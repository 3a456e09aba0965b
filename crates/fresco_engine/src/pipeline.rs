//! End-to-end orchestration: text in, illustrated catalog out.

use derive_getters::Getters;
use fresco_core::Scene;
use fresco_error::{FrescoResult, PipelineError, PipelineErrorKind};
use fresco_oracle::{ImageOracle, TextOracle};
use std::path::Path;
use tracing::info;

use crate::analyzer::StoryAnalyzer;
use crate::assets::AssetManager;
use crate::illustrator::Illustrator;
use crate::store::AssetCache;

/// Summary of a completed pipeline run.
#[derive(Debug, Clone, PartialEq, Getters)]
pub struct PipelineReport {
    /// The detected style prompt used for every generation call.
    style_prompt: String,
    /// Number of scenes identified in the text.
    scene_count: usize,
    /// Characters in the catalog after the run.
    character_count: usize,
    /// Locations in the catalog after the run.
    location_count: usize,
}

/// Drives the full illustration flow over a single oracle.
///
/// Order per scene: entity extraction, asset generation, then illustration,
/// so that every reference an illustration needs exists before the
/// illustration call. The catalog and manifest are persisted after every
/// scene; an interrupted run resumes from its artifacts.
pub struct Pipeline<'o, O: TextOracle + ImageOracle> {
    oracle: &'o O,
}

impl<'o, O: TextOracle + ImageOracle> Pipeline<'o, O> {
    /// Create a pipeline over the given oracle.
    pub fn new(oracle: &'o O) -> Self {
        Self { oracle }
    }

    /// Run the full pipeline for a document.
    ///
    /// `style_hint` carries optional user style preferences folded into style
    /// detection. Fails fast on empty input, style detection failure,
    /// template generation failure, or a text that yields no scenes;
    /// per-scene failures inside the loop degrade instead of aborting.
    #[tracing::instrument(skip_all, fields(output_dir = %output_dir.display()))]
    pub async fn run(
        &self,
        text: &str,
        style_hint: &str,
        output_dir: &Path,
    ) -> FrescoResult<PipelineReport> {
        if text.trim().is_empty() {
            return Err(PipelineError::new(PipelineErrorKind::EmptyInput).into());
        }

        let mut cache = AssetCache::open(output_dir);
        let analyzer = StoryAnalyzer::new(self.oracle);
        let assets = AssetManager::new(self.oracle);
        let mut illustrator = Illustrator::new(self.oracle);

        info!(chars = text.len(), "Analyzing text for style");
        let style_prompt = analyzer.extract_style(text, style_hint).await?;
        info!(style = %style_prompt, "Detected style");

        // Locations template first: the character templates chain off it.
        assets.prepare_templates(&cache, &style_prompt).await?;

        info!("Splitting text into scenes");
        let scenes = analyzer.extract_scenes(text).await;
        if scenes.is_empty() {
            return Err(PipelineError::new(PipelineErrorKind::NoScenes).into());
        }
        info!(count = scenes.len(), "Identified scenes");

        for scene in &scenes {
            self.process_scene(
                &analyzer,
                &assets,
                &mut illustrator,
                &mut cache,
                scene,
                &style_prompt,
            )
            .await;
        }

        illustrator.save_manifest(&cache, &style_prompt);

        Ok(PipelineReport {
            style_prompt,
            scene_count: scenes.len(),
            character_count: cache.catalog.characters_by_id().len(),
            location_count: cache.catalog.locations_by_id().len(),
        })
    }

    /// Process one scene: extract entities, materialize assets, illustrate.
    async fn process_scene(
        &self,
        analyzer: &StoryAnalyzer<'o, O>,
        assets: &AssetManager<'o, O>,
        illustrator: &mut Illustrator<'o, O>,
        cache: &mut AssetCache,
        scene: &Scene,
        style_prompt: &str,
    ) {
        info!(scene = scene.id, location = %scene.location_name, "Processing scene");

        let scene_text = &scene.original_text_segment;

        let characters = analyzer.extract_characters(scene_text).await;
        assets
            .generate_character_assets(cache, characters, style_prompt)
            .await;

        let locations = analyzer.extract_locations(scene_text).await;
        assets
            .generate_location_assets(cache, locations, style_prompt)
            .await;

        illustrator.illustrate_scene(cache, scene, style_prompt).await;
        // Persist progress so an interrupted run keeps its manifest entries.
        illustrator.save_manifest(cache, style_prompt);
    }
}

⁂

Go through the records. Copy each line where "call" appears.

    /// The detected style prompt used for every generation call.
/// illustration call. The catalog and manifest are persisted after every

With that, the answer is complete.